Non è facile guardare negli occhi un giovane padre mentre muore, e poi pensare,
o Signore, alla tua Paternità, che si dispiega in infiniti rivoli di misericordia.
Ascoltare il suo desiderio di invecchiare con i figli, mentre l’ombra della morte
l’ avvolge, rubandogli lentamente quei pochi respiri che gli restano o vederlo
stringere al petto nel suo letto il proprio bambino, ultimo testamento d’amore,
e poi sentire il Tuo silenzio, che si fa come un macigno pesante, quasi pietra tombale,
che seppellisce ogni speranza.
Eppure, che strano silenzio è il Tuo, o Signore!

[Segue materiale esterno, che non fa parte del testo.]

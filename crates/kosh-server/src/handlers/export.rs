//! Export handlers: transactions as CSV/JSON, PDF report

use std::sync::Arc;

use axum::{
    body::Body,
    extract::{Query, State},
    http::{header, Response, StatusCode},
    Extension,
};
use chrono::NaiveDate;
use serde::Deserialize;
use tracing::info;

use crate::{AppError, AppState};
use kosh_core::{render_report, AuthContext, ExportFormat, TransactionExportOptions};

/// Query parameters for transaction export
#[derive(Debug, Deserialize)]
pub struct TransactionExportQuery {
    /// Output format (default: csv)
    #[serde(default = "default_format")]
    pub format: String,
    /// Start date (YYYY-MM-DD)
    pub from: Option<String>,
    /// End date (YYYY-MM-DD)
    pub to: Option<String>,
}

fn default_format() -> String {
    "csv".to_string()
}

fn attachment(content_type: &str, filename: &str, body: Vec<u8>) -> Result<Response<Body>, AppError> {
    Response::builder()
        .status(StatusCode::OK)
        .header(header::CONTENT_TYPE, content_type)
        .header(
            header::CONTENT_DISPOSITION,
            format!("attachment; filename=\"{}\"", filename),
        )
        .body(Body::from(body))
        .map_err(|e| AppError::internal(&e.to_string()))
}

/// GET /api/export/transactions - Export transactions to CSV or JSON
pub async fn export_transactions(
    State(state): State<Arc<AppState>>,
    Extension(user): Extension<AuthContext>,
    Query(params): Query<TransactionExportQuery>,
) -> Result<Response<Body>, AppError> {
    let format: ExportFormat = params
        .format
        .parse()
        .map_err(|_| AppError::bad_request("Invalid format. Use 'csv' or 'json'"))?;

    // Parse date options
    let from = params
        .from
        .map(|s| NaiveDate::parse_from_str(&s, "%Y-%m-%d"))
        .transpose()
        .map_err(|_| AppError::bad_request("Invalid 'from' date format (use YYYY-MM-DD)"))?;

    let to = params
        .to
        .map(|s| NaiveDate::parse_from_str(&s, "%Y-%m-%d"))
        .transpose()
        .map_err(|_| AppError::bad_request("Invalid 'to' date format (use YYYY-MM-DD)"))?;

    let opts = TransactionExportOptions { from, to };
    let body = state.db.export_transactions(&user.username, format, &opts)?;

    // Audit log
    state.db.log_audit(
        &user.username,
        "export_transactions",
        Some("transaction"),
        None,
        Some(&format!("format={}, from={:?}, to={:?}", format, from, to)),
    )?;

    attachment(
        format.content_type(),
        &format!("transactions.{}", format),
        body.into_bytes(),
    )
}

/// GET /api/export/report - Download the PDF financial report
pub async fn export_report(
    State(state): State<Arc<AppState>>,
    Extension(user): Extension<AuthContext>,
) -> Result<Response<Body>, AppError> {
    let transactions = state.db.get_user_transactions(&user.username)?;
    let pdf = render_report(&transactions, &user.display_name);
    info!(user = %user.username, bytes = pdf.len(), "Rendered PDF report");

    state.db.log_audit(
        &user.username,
        "export_report",
        Some("report"),
        None,
        Some(&format!("transactions={}", transactions.len())),
    )?;

    attachment(
        "application/pdf",
        &format!("{}_report.pdf", user.username),
        pdf,
    )
}
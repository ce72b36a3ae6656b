//! Serde bridge: write any `Serialize` type through a [`JsonWriter`].

mod generic;

use std::io::Write;

use serde::Serialize;

pub use generic::GenericSerializer;
pub(crate) use generic::NUMBER_TOKEN;

use crate::encode::writer::{JsonTextWriter, JsonWriter};
use crate::error::EncodeError;
use crate::naming::NamingPolicy;
use crate::options::Options;

/// Serialize `value` into an already-positioned writer, e.g. from inside a structured record.
pub fn serialize_into<T: ?Sized + Serialize>(
    value: &T,
    out: &mut dyn JsonWriter,
    naming: NamingPolicy,
) -> Result<(), EncodeError> {
    value.serialize(&mut GenericSerializer::new(out, naming))
}

pub fn to_string<T: ?Sized + Serialize>(value: &T, options: &Options) -> Result<String, EncodeError> {
    let mut buf = Vec::new();
    to_writer(&mut buf, value, options)?;
    String::from_utf8(buf).map_err(|e| EncodeError::Custom(e.to_string()))
}

pub fn to_writer<W: Write, T: ?Sized + Serialize>(
    writer: W,
    value: &T,
    options: &Options,
) -> Result<(), EncodeError> {
    let mut out = JsonTextWriter::with_indent(writer, options.indent);
    serialize_into(value, &mut out, options.naming_policy)
}
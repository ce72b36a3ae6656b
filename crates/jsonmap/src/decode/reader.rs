//! Token sources for the inference walker.
//!
//! Text is parsed by `serde_json`; [`DocumentTokens`] replays the parsed document as a
//! token stream so inference never sees `serde_json`'s own number or map types.

use std::borrow::Cow;
use std::fmt;
use std::slice;

use serde_json::Value as JsonValue;
use serde_json::error::Category;

use crate::error::DecodeError;
use crate::options::Options;

#[derive(Debug, Clone, PartialEq)]
pub enum Token<'de> {
    Null,
    Bool(bool),
    /// Lexical text of a grammar-valid number, unclassified
    Number(&'de str),
    String(Cow<'de, str>),
    BeginArray,
    EndArray,
    BeginObject,
    EndObject,
    PropertyName(Cow<'de, str>),
}

#[derive(Debug, Clone, Copy, PartialEq, Eq)]
pub enum TokenKind {
    Null,
    Bool,
    Number,
    String,
    BeginArray,
    EndArray,
    BeginObject,
    EndObject,
    PropertyName,
    EndOfInput,
}

impl fmt::Display for TokenKind {
    fn fmt(&self, f: &mut fmt::Formatter<'_>) -> fmt::Result {
        f.write_str(match self {
            TokenKind::Null => "null",
            TokenKind::Bool => "boolean",
            TokenKind::Number => "number",
            TokenKind::String => "string",
            TokenKind::BeginArray => "start of array",
            TokenKind::EndArray => "end of array",
            TokenKind::BeginObject => "start of object",
            TokenKind::EndObject => "end of object",
            TokenKind::PropertyName => "property name",
            TokenKind::EndOfInput => "end of input",
        })
    }
}

impl Token<'_> {
    pub fn kind(&self) -> TokenKind {
        match self {
            Token::Null => TokenKind::Null,
            Token::Bool(_) => TokenKind::Bool,
            Token::Number(_) => TokenKind::Number,
            Token::String(_) => TokenKind::String,
            Token::BeginArray => TokenKind::BeginArray,
            Token::EndArray => TokenKind::EndArray,
            Token::BeginObject => TokenKind::BeginObject,
            Token::EndObject => TokenKind::EndObject,
            Token::PropertyName(_) => TokenKind::PropertyName,
        }
    }
}

/// Source of JSON tokens in document order.
pub trait TokenReader<'de> {
    /// Next token, or `None` once the document (or an empty input) is exhausted.
    fn next_token(&mut self) -> Result<Option<Token<'de>>, DecodeError>;

    /// Position of the most recently returned token. Implementations over raw text use
    /// byte offsets, [`DocumentTokens`] uses the token index.
    fn offset(&self) -> usize;
}

const BOM: &[u8] = b"\xEF\xBB\xBF";

/// Parse `input` into a document. Empty or all-whitespace input yields `None`.
pub fn parse(input: &[u8], options: &Options) -> Result<Option<JsonValue>, DecodeError> {
    let (base, text) = match input.strip_prefix(BOM) {
        Some(rest) => (BOM.len(), rest),
        None => (0, input),
    };
    if text.iter().all(|b| matches!(b, b' ' | b'\t' | b'\n' | b'\r')) {
        return Ok(None);
    }
    serde_json::from_slice(text)
        .map(Some)
        .map_err(|err| syntax_error(err, text, base, options.max_depth))
}

fn syntax_error(err: serde_json::Error, text: &[u8], base: usize, max_depth: usize) -> DecodeError {
    let offset = base + byte_offset(text, err.line(), err.column());
    match err.classify() {
        Category::Io => DecodeError::Io(err.into()),
        Category::Eof => DecodeError::UnexpectedEof { offset },
        Category::Syntax | Category::Data => {
            let message = err.to_string();
            let reason = message
                .rsplit_once(" at line ")
                .map_or(message.as_str(), |(reason, _)| reason);
            match reason {
                "trailing characters" => DecodeError::TrailingCharacters { offset },
                "invalid unicode code point" => DecodeError::InvalidUtf8 { offset },
                "recursion limit exceeded" => DecodeError::DepthLimitExceeded { offset, max_depth },
                r if r.starts_with("control character") => DecodeError::ControlCharacter { offset },
                r if r.contains("escape") => DecodeError::InvalidEscape { offset },
                r => DecodeError::UnexpectedCharacter {
                    offset,
                    reason: r.to_string(),
                },
            }
        }
    }
}

/// Byte offset of a 1-based line and column as reported by `serde_json`. The column
/// counts bytes up to and including the offending one.
fn byte_offset(text: &[u8], line: usize, column: usize) -> usize {
    let line_start = match line {
        0 | 1 => 0,
        n => text
            .iter()
            .enumerate()
            .filter(|&(_, &b)| b == b'\n')
            .nth(n - 2)
            .map_or(text.len(), |(i, _)| i + 1),
    };
    (line_start + column.saturating_sub(1)).min(text.len())
}

enum Frame<'a> {
    Array(slice::Iter<'a, JsonValue>),
    Object(serde_json::map::Iter<'a>),
}

/// [`TokenReader`] over a parsed document. Strings and number literals borrow from it.
pub struct DocumentTokens<'a> {
    root: Option<&'a JsonValue>,
    frames: Vec<Frame<'a>>,
    /// Member value waiting behind the property name just returned
    pending: Option<&'a JsonValue>,
    emitted: usize,
}

impl<'a> DocumentTokens<'a> {
    pub fn new(root: Option<&'a JsonValue>) -> Self {
        Self {
            root,
            frames: Vec::new(),
            pending: None,
            emitted: 0,
        }
    }

    fn open(&mut self, value: &'a JsonValue) -> Token<'a> {
        match value {
            JsonValue::Null => Token::Null,
            JsonValue::Bool(b) => Token::Bool(*b),
            JsonValue::Number(n) => Token::Number(n.as_str()),
            JsonValue::String(s) => Token::String(Cow::Borrowed(s.as_str())),
            JsonValue::Array(items) => {
                self.frames.push(Frame::Array(items.iter()));
                Token::BeginArray
            }
            JsonValue::Object(members) => {
                self.frames.push(Frame::Object(members.iter()));
                Token::BeginObject
            }
        }
    }
}

impl<'a> TokenReader<'a> for DocumentTokens<'a> {
    fn next_token(&mut self) -> Result<Option<Token<'a>>, DecodeError> {
        let token = if let Some(value) = self.pending.take() {
            self.open(value)
        } else {
            match self.frames.last_mut() {
                None => match self.root.take() {
                    Some(value) => self.open(value),
                    None => return Ok(None),
                },
                Some(Frame::Array(items)) => match items.next() {
                    Some(value) => self.open(value),
                    None => {
                        self.frames.pop();
                        Token::EndArray
                    }
                },
                Some(Frame::Object(members)) => match members.next() {
                    Some((name, value)) => {
                        self.pending = Some(value);
                        Token::PropertyName(Cow::Borrowed(name.as_str()))
                    }
                    None => {
                        self.frames.pop();
                        Token::EndObject
                    }
                },
            }
        };
        self.emitted += 1;
        Ok(Some(token))
    }

    fn offset(&self) -> usize {
        self.emitted.saturating_sub(1)
    }
}
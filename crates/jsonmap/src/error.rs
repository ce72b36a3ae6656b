use thiserror::Error;

use std::io;

use crate::decode::reader::TokenKind;

/// Failure while turning a token stream into a [`Value`](crate::Value).
#[derive(Debug, Error)]
pub enum DecodeError {
    #[error("unexpected end of input at offset {offset}")]
    UnexpectedEof { offset: usize },

    #[error("{reason} at offset {offset}")]
    UnexpectedCharacter { offset: usize, reason: String },

    #[error("expected {expected}, found {found} at offset {offset}")]
    TokenMismatch {
        offset: usize,
        expected: &'static str,
        found: TokenKind,
    },

    #[error("number `{literal}` at offset {offset} is outside the supported range")]
    NumberOutOfRange { offset: usize, literal: String },

    #[error("invalid escape sequence at offset {offset}")]
    InvalidEscape { offset: usize },

    #[error("invalid UTF-8 in string at offset {offset}")]
    InvalidUtf8 { offset: usize },

    #[error("unescaped control character in string at offset {offset}")]
    ControlCharacter { offset: usize },

    #[error("maximum nesting depth of {max_depth} exceeded at offset {offset}")]
    DepthLimitExceeded { offset: usize, max_depth: usize },

    #[error("trailing characters after document at offset {offset}")]
    TrailingCharacters { offset: usize },

    #[error("I/O error: {0}")]
    Io(#[from] io::Error),
}

impl DecodeError {
    /// Where the failure happened: a byte offset for malformed text, the token index for
    /// failures found while inferring types from well-formed text.
    pub fn offset(&self) -> Option<usize> {
        match self {
            DecodeError::UnexpectedEof { offset }
            | DecodeError::UnexpectedCharacter { offset, .. }
            | DecodeError::TokenMismatch { offset, .. }
            | DecodeError::NumberOutOfRange { offset, .. }
            | DecodeError::InvalidEscape { offset }
            | DecodeError::InvalidUtf8 { offset }
            | DecodeError::ControlCharacter { offset }
            | DecodeError::DepthLimitExceeded { offset, .. }
            | DecodeError::TrailingCharacters { offset } => Some(*offset),
            DecodeError::Io(_) => None,
        }
    }
}

/// Failure while writing a value as JSON text.
#[derive(Debug, Error)]
pub enum EncodeError {
    #[error("cannot represent {kind} as JSON")]
    Unrepresentable { kind: String },

    #[error("I/O error: {0}")]
    Io(#[from] io::Error),

    #[error("{0}")]
    Custom(String),
}

impl serde::ser::Error for EncodeError {
    fn custom<T: core::fmt::Display>(msg: T) -> Self {
        EncodeError::Custom(msg.to_string())
    }
}

/// Caller wired a component to something it cannot handle.
#[derive(Debug, Error)]
pub enum ConfigurationError {
    #[error("the '{binder}' binder should only be used on Mapping, it will not work on '{shape}'")]
    UnsupportedShape {
        binder: &'static str,
        shape: &'static str,
    },
}

#[derive(Debug, Error)]
pub enum Error {
    #[error(transparent)]
    Decode(#[from] DecodeError),

    #[error(transparent)]
    Encode(#[from] EncodeError),

    #[error(transparent)]
    Configuration(#[from] ConfigurationError),
}

pub type Result<T> = core::result::Result<T, Error>;
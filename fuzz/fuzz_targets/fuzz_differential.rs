#![no_main]
use libfuzzer_sys::fuzz_target;
use jsonmap::{DecodeError, Error, Options, decode_from_slice};

fuzz_target!(|data: &[u8]| {
    let Ok(json) = serde_json::from_slice::<serde_json::Value>(data) else {
        return;
    };
    // Anything serde_json accepts must infer, unless a number or the nesting is out of range
    match decode_from_slice(data, &Options::default()) {
        Ok(_) => {}
        Err(Error::Decode(DecodeError::NumberOutOfRange { .. } | DecodeError::DepthLimitExceeded { .. })) => {}
        Err(e) => panic!(
            "Differential fuzzing: rejected input serde_json accepts ({})\nInput: {:?}",
            e, json
        ),
    }
});
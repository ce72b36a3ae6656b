//! Strict ISO-8601 date-time recognition and the canonical `Z` form.

use chrono::{DateTime, Datelike, NaiveDateTime, Utc};

use crate::error::EncodeError;

const LOCAL_FORMATS: [&str; 2] = ["%Y-%m-%dT%H:%M:%S%.f", "%Y-%m-%dT%H:%M"];

/// Parse `s` as a full ISO-8601 date-time, normalized to UTC.
///
/// Accepts RFC 3339 (`Z` or numeric offset) and offset-less local forms, which are taken as
/// UTC. The date part must be `YYYY-MM-DD` followed by `T`; anything else stays text.
pub fn parse(s: &str) -> Option<DateTime<Utc>> {
    if !has_date_time_prefix(s.as_bytes()) {
        return None;
    }
    let parsed = match DateTime::parse_from_rfc3339(s) {
        Ok(dt) => dt.with_timezone(&Utc),
        Err(_) => LOCAL_FORMATS
            .iter()
            .find_map(|fmt| NaiveDateTime::parse_from_str(s, fmt).ok())?
            .and_utc(),
    };
    // An offset may push the instant outside the years the writer can emit
    ensure_representable(&parsed).ok().map(|()| parsed)
}

fn has_date_time_prefix(b: &[u8]) -> bool {
    b.len() >= 16
        && b[..4].iter().all(u8::is_ascii_digit)
        && b[4] == b'-'
        && b[5..7].iter().all(u8::is_ascii_digit)
        && b[7] == b'-'
        && b[8..10].iter().all(u8::is_ascii_digit)
        && b[10] == b'T'
}

/// `YYYY-MM-DDThh:mm:ssZ`, truncated to whole seconds.
pub fn format(ts: &DateTime<Utc>) -> Result<String, EncodeError> {
    ensure_representable(ts)?;
    Ok(ts.format("%Y-%m-%dT%H:%M:%SZ").to_string())
}

/// Four-digit years only; anything else has no canonical form.
pub(crate) fn ensure_representable(ts: &DateTime<Utc>) -> Result<(), EncodeError> {
    if (0..=9999).contains(&ts.year()) {
        Ok(())
    } else {
        Err(EncodeError::Unrepresentable {
            kind: format!("timestamp with year {}", ts.year()),
        })
    }
}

Da una parte cala il sipario, dall’altra apre ad una luce nuova, che fa del suo calvario
una partecipazione della Croce di Cristo.
E proprio qui  riveli il tuo amore di Padre, che raccoglie  i suoi ultimi istanti,
così come raccogliesti quelli di tuo Figlio, nella cui morte e risurrezione c’ è  il destino di tutti.
Mistero di vita e di morte non misurato né capito nel tempo, ma solo nell’ orizzonte dell’eternità.